Forest Fire Citation - Chickadee (1988)



 

Obviously Forest Fire Citation are best known for their epic 1970s albums P. Bryan Twyne and the Pype of Wine and, of course, The Squirrels of Blame. One would have to be a completely idiotic retarded mindfuck not to know this really basic fact.

However, like many of their folk-rock ilk, the band continued to record, release and perform new music long after their star had faded, and indeed are still active today, albeit with none of the original members on board, though drummer Reg Pegson continues to act as a sort of 'percussion consultant' to the group, even at the brisk old age of 104!

Amongst their later catologue, 1988's Chickadee is perhaps the highlight. Their ninth album overall, it saw FFC reinventing themselves through the abandonment of traditional folk instrumentation, each member adopting instead a selection of home-made instruments, fashioned from household objects, kitchenware, car parts, cheesewire and so on.

While this undoubtedly gives the record an 'experimental' character, it arguably allows for a truer interpretation of 'folk music' than is possible with mandolins, dulcimers and other 'traditional' kit. Gareth Fayke made a primative bodhran from old Dulux tins and the pelt of a tuberculotic otter, and it is this that can be heard beating out the peripatetic rhythms on the opening track 'Return to Chelmsford'. 

The title track may be the weakest on the album but it is also the shortest; at just nine seconds long it perhaps signals a deliberate departure from the eight-minute sonic voyages that dominated their earlier releases. And it features a one-stringed cittern that started life a family-sized pack of All Bran, played expertly by erstwhile guitarist Romulus Knock, shortly before his involuntary departure from the FFC line-up.

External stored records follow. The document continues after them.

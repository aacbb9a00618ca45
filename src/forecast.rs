use chrono::{DateTime, NaiveDateTime, SecondsFormat, Utc};
use serde::de::Error as _;
use serde::ser::SerializeMap;
use serde::{Deserialize, Deserializer, Serialize, Serializer};
use serde_json::{Map, Value};
use std::collections::BTreeMap;
use tracing::{debug, warn};

/// Key of the timestamp field inside an hour object. Every other key is a model id.
pub const TIME_KEY: &str = "time";

/// One model's values for one hour. Any field may be missing.
#[derive(Debug, Clone, Copy, Default, PartialEq, Serialize, Deserialize)]
pub struct ModelReading {
    #[serde(default, skip_serializing_if = "Option::is_none")]
    pub wind: Option<f64>,
    #[serde(default, skip_serializing_if = "Option::is_none")]
    pub gust: Option<f64>,
    #[serde(
        default,
        skip_serializing_if = "Option::is_none",
        serialize_with = "serialize_opt_degrees"
    )]
    pub dir: Option<f64>,
}

impl ModelReading {
    pub fn new(wind: Option<f64>, gust: Option<f64>, dir: Option<f64>) -> Self {
        Self { wind, gust, dir }
    }

    /// Builds a reading from a raw JSON value.
    ///
    /// Returns `None` when the value is not an object (a `null` model entry is
    /// treated the same as a missing one). Fields that are present but not
    /// numbers are dropped.
    pub fn from_value(value: &Value) -> Option<Self> {
        let object = value.as_object()?;
        Some(Self {
            wind: numeric(object.get("wind")),
            gust: numeric(object.get("gust")),
            dir: numeric(object.get("dir")),
        })
    }
}

fn numeric(value: Option<&Value>) -> Option<f64> {
    value.and_then(Value::as_f64).filter(|v| v.is_finite())
}

/// A single forecast hour: when, and what each model said.
#[derive(Debug, Clone, PartialEq)]
pub struct HourlyRecord {
    pub time: DateTime<Utc>,
    readings: Vec<(String, ModelReading)>,
}

impl HourlyRecord {
    pub fn new(time: DateTime<Utc>) -> Self {
        Self {
            time,
            readings: Vec::new(),
        }
    }

    /// Adds (or replaces) the reading for `model_id`.
    pub fn with_reading(mut self, model_id: impl Into<String>, reading: ModelReading) -> Self {
        let model_id = model_id.into();
        match self.readings.iter_mut().find(|(id, _)| *id == model_id) {
            Some(slot) => slot.1 = reading,
            None => self.readings.push((model_id, reading)),
        }
        self
    }

    pub fn reading(&self, model_id: &str) -> Option<&ModelReading> {
        self.readings
            .iter()
            .find(|(id, _)| id == model_id)
            .map(|(_, reading)| reading)
    }

    /// Model ids in document order.
    pub fn model_ids(&self) -> impl Iterator<Item = &str> {
        self.readings.iter().map(|(id, _)| id.as_str())
    }

    pub fn readings(&self) -> &[(String, ModelReading)] {
        &self.readings
    }

    /// Parses one entry of the `hours` array.
    ///
    /// Returns `None` when the entry is not an object or has no usable
    /// timestamp; such entries cannot be placed on the timeline.
    pub fn from_value(value: &Value) -> Option<Self> {
        let object = value.as_object()?;
        let time = object
            .get(TIME_KEY)
            .and_then(Value::as_str)
            .and_then(parse_timestamp)?;

        let mut record = HourlyRecord::new(time);
        for (key, raw) in object {
            if key == TIME_KEY {
                continue;
            }
            match ModelReading::from_value(raw) {
                Some(reading) => record.readings.push((key.clone(), reading)),
                None => debug!("Ignoring non-object entry for model '{}' at {}", key, time),
            }
        }
        Some(record)
    }
}

impl Serialize for HourlyRecord {
    fn serialize<S: Serializer>(&self, serializer: S) -> Result<S::Ok, S::Error> {
        let mut map = serializer.serialize_map(Some(self.readings.len() + 1))?;
        map.serialize_entry(TIME_KEY, &format_timestamp(&self.time))?;
        for (model_id, reading) in &self.readings {
            map.serialize_entry(model_id, reading)?;
        }
        map.end()
    }
}

impl<'de> Deserialize<'de> for HourlyRecord {
    fn deserialize<D: Deserializer<'de>>(deserializer: D) -> Result<Self, D::Error> {
        let value = Value::deserialize(deserializer)?;
        HourlyRecord::from_value(&value)
            .ok_or_else(|| D::Error::custom("hour record without a valid 'time' field"))
    }
}

/// Snapshot metadata written by the snapshot builder.
#[derive(Debug, Clone, Default, PartialEq, Serialize)]
pub struct ForecastMeta {
    #[serde(default, skip_serializing_if = "Option::is_none")]
    pub location: Option<String>,
    #[serde(default, skip_serializing_if = "Option::is_none")]
    pub lat: Option<f64>,
    #[serde(default, skip_serializing_if = "Option::is_none")]
    pub lon: Option<f64>,
    #[serde(default, skip_serializing_if = "Option::is_none")]
    pub models: Option<Vec<String>>,
    #[serde(
        default,
        skip_serializing_if = "Option::is_none",
        serialize_with = "serialize_opt_timestamp"
    )]
    pub generated_at: Option<DateTime<Utc>>,
    #[serde(default, skip_serializing_if = "BTreeMap::is_empty")]
    pub aliases: BTreeMap<String, String>,
}

impl ForecastMeta {
    /// Reads a `meta` block one field at a time, so a malformed field only
    /// loses itself. Returns `None` when the block is not an object.
    pub fn from_value(value: &Value) -> Option<Self> {
        let Some(object) = value.as_object() else {
            warn!("Ignoring meta block that is not an object: {}", value);
            return None;
        };
        Some(ForecastMeta {
            location: meta_field(object, "location", |v| v.as_str().map(str::to_string)),
            lat: meta_field(object, "lat", Value::as_f64),
            lon: meta_field(object, "lon", Value::as_f64),
            models: meta_field(object, "models", model_list),
            generated_at: meta_field(object, "generated_at", |v| {
                v.as_str().and_then(parse_timestamp)
            }),
            aliases: meta_field(object, "aliases", alias_map).unwrap_or_default(),
        })
    }
}

fn meta_field<T>(
    object: &Map<String, Value>,
    key: &str,
    read: impl Fn(&Value) -> Option<T>,
) -> Option<T> {
    let value = object.get(key).filter(|v| !v.is_null())?;
    let parsed = read(value);
    if parsed.is_none() {
        warn!("Ignoring malformed meta field '{}': {}", key, value);
    }
    parsed
}

/// Model ids as listed. Numbers name the same hour key as their decimal text;
/// other entries cannot name a model and are dropped.
fn model_list(value: &Value) -> Option<Vec<String>> {
    let entries = value.as_array()?;
    let models: Vec<String> = entries
        .iter()
        .filter_map(|entry| match entry {
            Value::String(id) => Some(id.clone()),
            Value::Number(n) => Some(n.to_string()),
            _ => None,
        })
        .collect();
    if models.len() < entries.len() {
        warn!(
            "Dropped {} meta.models entries that are not model ids",
            entries.len() - models.len()
        );
    }
    Some(models)
}

fn alias_map(value: &Value) -> Option<BTreeMap<String, String>> {
    let object = value.as_object()?;
    Some(
        object
            .iter()
            .filter_map(|(model, alias)| Some((model.clone(), alias.as_str()?.to_string())))
            .collect(),
    )
}

/// A parsed snapshot document. Treated as immutable once built.
#[derive(Debug, Clone, Default, PartialEq, Serialize)]
pub struct Forecast {
    #[serde(skip_serializing_if = "Option::is_none")]
    pub meta: Option<ForecastMeta>,
    pub hours: Vec<HourlyRecord>,
}

#[derive(Deserialize)]
struct RawForecast {
    #[serde(default)]
    meta: Option<Value>,
    #[serde(default)]
    hours: Vec<Value>,
}

impl Forecast {
    /// Parses a snapshot document.
    ///
    /// Only a document that is not JSON, or whose top level does not have the
    /// expected shape, is an error. Individual hour records that cannot be
    /// placed on the timeline are skipped with a warning.
    pub fn from_json_str(json: &str) -> Result<Self, serde_json::Error> {
        let raw: RawForecast = serde_json::from_str(json)?;

        let meta = match raw.meta {
            Some(Value::Null) | None => None,
            Some(value) => ForecastMeta::from_value(&value),
        };

        let total = raw.hours.len();
        let hours: Vec<HourlyRecord> = raw
            .hours
            .iter()
            .filter_map(HourlyRecord::from_value)
            .collect();

        if hours.len() < total {
            warn!(
                "Skipped {} hour records without a usable timestamp out of {}",
                total - hours.len(),
                total
            );
        }
        debug!("Parsed forecast with {} hour records", hours.len());

        Ok(Forecast { meta, hours })
    }

    /// The canonical model set: `meta.models` when present, otherwise the model
    /// keys of the first hour record.
    pub fn model_ids(&self) -> Vec<String> {
        if let Some(models) = self.meta.as_ref().and_then(|m| m.models.as_ref()) {
            return models.clone();
        }
        self.hours
            .first()
            .map(|hour| hour.model_ids().map(str::to_string).collect())
            .unwrap_or_default()
    }

    pub fn generated_at(&self) -> Option<DateTime<Utc>> {
        self.meta.as_ref().and_then(|m| m.generated_at)
    }

    pub fn to_json_pretty(&self) -> Result<String, serde_json::Error> {
        serde_json::to_string_pretty(self)
    }
}

/// Parses the timestamp formats found in snapshot documents.
///
/// Accepts RFC 3339 as well as minute-precision times such as
/// `2025-10-18T14:00Z` or `2025-10-18T14:00`; times without an offset are UTC.
pub fn parse_timestamp(value: &str) -> Option<DateTime<Utc>> {
    let value = value.trim();
    if let Ok(dt) = DateTime::parse_from_rfc3339(value) {
        return Some(dt.with_timezone(&Utc));
    }

    let naive = value.strip_suffix('Z').unwrap_or(value);
    ["%Y-%m-%dT%H:%M:%S%.f", "%Y-%m-%dT%H:%M", "%Y-%m-%d %H:%M:%S", "%Y-%m-%d %H:%M"]
        .iter()
        .find_map(|fmt| NaiveDateTime::parse_from_str(naive, fmt).ok())
        .map(|naive| naive.and_utc())
}

pub fn format_timestamp(value: &DateTime<Utc>) -> String {
    value.to_rfc3339_opts(SecondsFormat::Secs, true)
}

/// Whole degrees are written as JSON integers.
fn serialize_opt_degrees<S: Serializer>(value: &Option<f64>, serializer: S) -> Result<S::Ok, S::Error> {
    match value {
        Some(d) if d.fract() == 0.0 && d.abs() < i64::MAX as f64 => serializer.serialize_i64(*d as i64),
        Some(d) => serializer.serialize_f64(*d),
        None => serializer.serialize_none(),
    }
}

fn serialize_opt_timestamp<S: Serializer>(
    value: &Option<DateTime<Utc>>,
    serializer: S,
) -> Result<S::Ok, S::Error> {
    match value {
        Some(dt) => serializer.serialize_str(&format_timestamp(dt)),
        None => serializer.serialize_none(),
    }
}
use chrono::{DateTime, Local, TimeZone, Utc};
use std::fmt::Display;
use std::sync::Arc;
use tracing::{info, instrument, warn};

use crate::blend::{round_half_up, BlendResult};
use crate::compass::{direction_to_compass_word, PLACEHOLDER};
use crate::forecast::Forecast;
use crate::load_error::LoadError;
use crate::loader::ForecastLoader;
use crate::selector::{blend_all, next_window, today_only};
use crate::view::{DashboardView, DayChart, Kpis, TableRow};

/// What the dashboard is currently showing.
///
/// Owned by whoever drives render cycles. The forecast is only ever replaced
/// wholesale after a successful load.
#[derive(Debug, Default)]
pub struct DashboardState {
    forecast: Option<Arc<Forecast>>,
    source: Option<String>,
}

impl DashboardState {
    pub fn new() -> Self {
        Self::default()
    }

    pub fn forecast(&self) -> Option<Arc<Forecast>> {
        self.forecast.clone()
    }

    /// Where the current forecast came from.
    pub fn source(&self) -> Option<&str> {
        self.source.as_deref()
    }

    /// Swaps in a freshly loaded forecast and returns the shared handle to it.
    pub fn replace(&mut self, forecast: Forecast, source: &str) -> Arc<Forecast> {
        let forecast = Arc::new(forecast);
        self.forecast = Some(Arc::clone(&forecast));
        self.source = Some(source.to_string());
        forecast
    }
}

#[derive(Clone)]
pub struct DashboardService {
    loader: ForecastLoader,
    window_hours: usize,
}

impl DashboardService {
    pub fn new(loader: ForecastLoader, window_hours: usize) -> Self {
        Self {
            loader,
            window_hours,
        }
    }

    /// One full load-compute cycle against the viewer's local clock.
    pub async fn refresh(
        &self,
        state: &mut DashboardState,
        source: &str,
    ) -> Result<DashboardView, LoadError> {
        self.refresh_at(state, source, Local::now()).await
    }

    /// Like [`refresh`](Self::refresh) with an explicit "now" whose time zone
    /// decides what counts as today and how labels are formatted.
    ///
    /// A failed load leaves `state` untouched.
    #[instrument(skip(self, state, now))]
    pub async fn refresh_at<Tz>(
        &self,
        state: &mut DashboardState,
        source: &str,
        now: DateTime<Tz>,
    ) -> Result<DashboardView, LoadError>
    where
        Tz: TimeZone,
        Tz::Offset: Display,
    {
        let forecast = match self.loader.load(source).await {
            Ok(forecast) => forecast,
            Err(e) => {
                warn!("Render cycle aborted, keeping previous forecast: {}", e);
                return Err(e);
            }
        };
        let forecast = state.replace(forecast, source);
        let view = build_view(&forecast, &now, self.window_hours);
        info!(
            "Rendered dashboard: {} window rows, {} chart points, reliability {}%",
            view.next_hours.len(),
            view.day_chart.labels.len(),
            view.average_reliability
        );
        Ok(view)
    }
}

const VARIABLE_DIRECTION: &str = "Variable";

/// Builds the complete view model for one forecast at `now`.
pub fn build_view<Tz>(forecast: &Forecast, now: &DateTime<Tz>, window_hours: usize) -> DashboardView
where
    Tz: TimeZone,
    Tz::Offset: Display,
{
    let model_ids = forecast.model_ids();
    let zone = now.timezone();

    let window = next_window(&forecast.hours, now.with_timezone(&Utc), window_hours);
    let window_results = blend_all(window, &model_ids);

    let average_reliability = average_reliability(window_results.iter());

    let kpis = match window_results.first() {
        Some(first) => Kpis {
            wind: format!("{:.1} kn", first.wind_blend),
            direction: direction_label(first),
            gustiness: format!("{}%", first.gustiness),
        },
        None => Kpis {
            wind: format!("{PLACEHOLDER} kn"),
            direction: PLACEHOLDER.to_string(),
            gustiness: format!("{PLACEHOLDER}%"),
        },
    };

    let next_hours = window
        .iter()
        .zip(&window_results)
        .map(|(hour, result)| TableRow {
            time: hour.time,
            label: hour.time.with_timezone(&zone).format("%H:%M").to_string(),
            wind: format!("{:.1} kn", result.wind_blend),
            gust: format!("{:.1} kn", result.gust_blend),
            direction: direction_label(result),
            reliability: format!("{}%", result.reliability),
            blend: *result,
        })
        .collect();

    let today = today_only(&forecast.hours, now);
    let today_results = blend_all(today.iter().copied(), &model_ids);
    let mut day_chart = DayChart::default();
    for (hour, result) in today.iter().zip(&today_results) {
        day_chart
            .labels
            .push(hour.time.with_timezone(&zone).format("%H").to_string());
        day_chart.wind.push(result.wind_blend);
        day_chart.gust.push(result.gust_blend);
        day_chart.details.push(format!(
            "Direction: {}  •  Reliability: {}%",
            direction_label(result),
            result.reliability
        ));
    }

    let snapshot_badge = match forecast.generated_at() {
        Some(at) => format!(
            "Snapshot: {}",
            at.with_timezone(&zone).format("%Y-%m-%d %H:%M")
        ),
        None => "Snapshot: unknown".to_string(),
    };

    DashboardView {
        models_badge: format!("Models: {}", model_ids.join(", ")),
        snapshot_badge,
        reliability_badge: format!("Reliability ({window_hours}h): {average_reliability}%"),
        average_reliability,
        kpis,
        next_hours,
        day_chart,
    }
}

/// Compass word with rounded degrees, e.g. `Southwest (225°)`.
///
/// When the model directions cancel each other out the angle is arbitrary and
/// the word becomes `Variable`.
pub fn direction_label(result: &BlendResult) -> String {
    match result.dir_blend {
        Some(d) if d.is_finite() => {
            // 359.6 rounds to 360, which reads as 0
            let rounded = round_half_up(d) % 360.0;
            let word = if result.direction_is_ambiguous() {
                VARIABLE_DIRECTION
            } else {
                direction_to_compass_word(Some(d))
            };
            format!("{word} ({rounded}°)")
        }
        _ => PLACEHOLDER.to_string(),
    }
}

fn average_reliability<'a>(results: impl Iterator<Item = &'a BlendResult>) -> u8 {
    let (sum, count) = results.fold((0u32, 0u32), |(sum, count), r| {
        (sum + u32::from(r.reliability), count + 1)
    });
    if count == 0 {
        return 0;
    }
    round_half_up(f64::from(sum) / f64::from(count)) as u8
}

While perhaps not a recording to excite their fanbase at the time - what with the late 1980s being the latter years of the 1980s and all that - it has retroactively come to be regarded as a minor classic of the genre. Though which genre exactly is still up for debate.


 

Discographicalz

  • Only you can stop (1972)
  • Excalibaterer (1973)
  • No finer things (1974)
  • P. Bryan Twyne and the Pype of Wine (1976)
  • The Squirrels of Blame (1978)
  • Imperious (1980)
  • Scandalous Ox (1983)
  • Trinity Collage (1986)
  • Chickadee (1988)
  • Reinventing Fabric (1989)
  • Colonel Colin's adventures in Gloy (1991)
  • pampasgrass (1997)
  • Spectre of a Shadow (1999)
  • Rotten to the core, the very core I say (2005)
  • Pillars of Glamour (2009)
  • Reckless Lemons (2015)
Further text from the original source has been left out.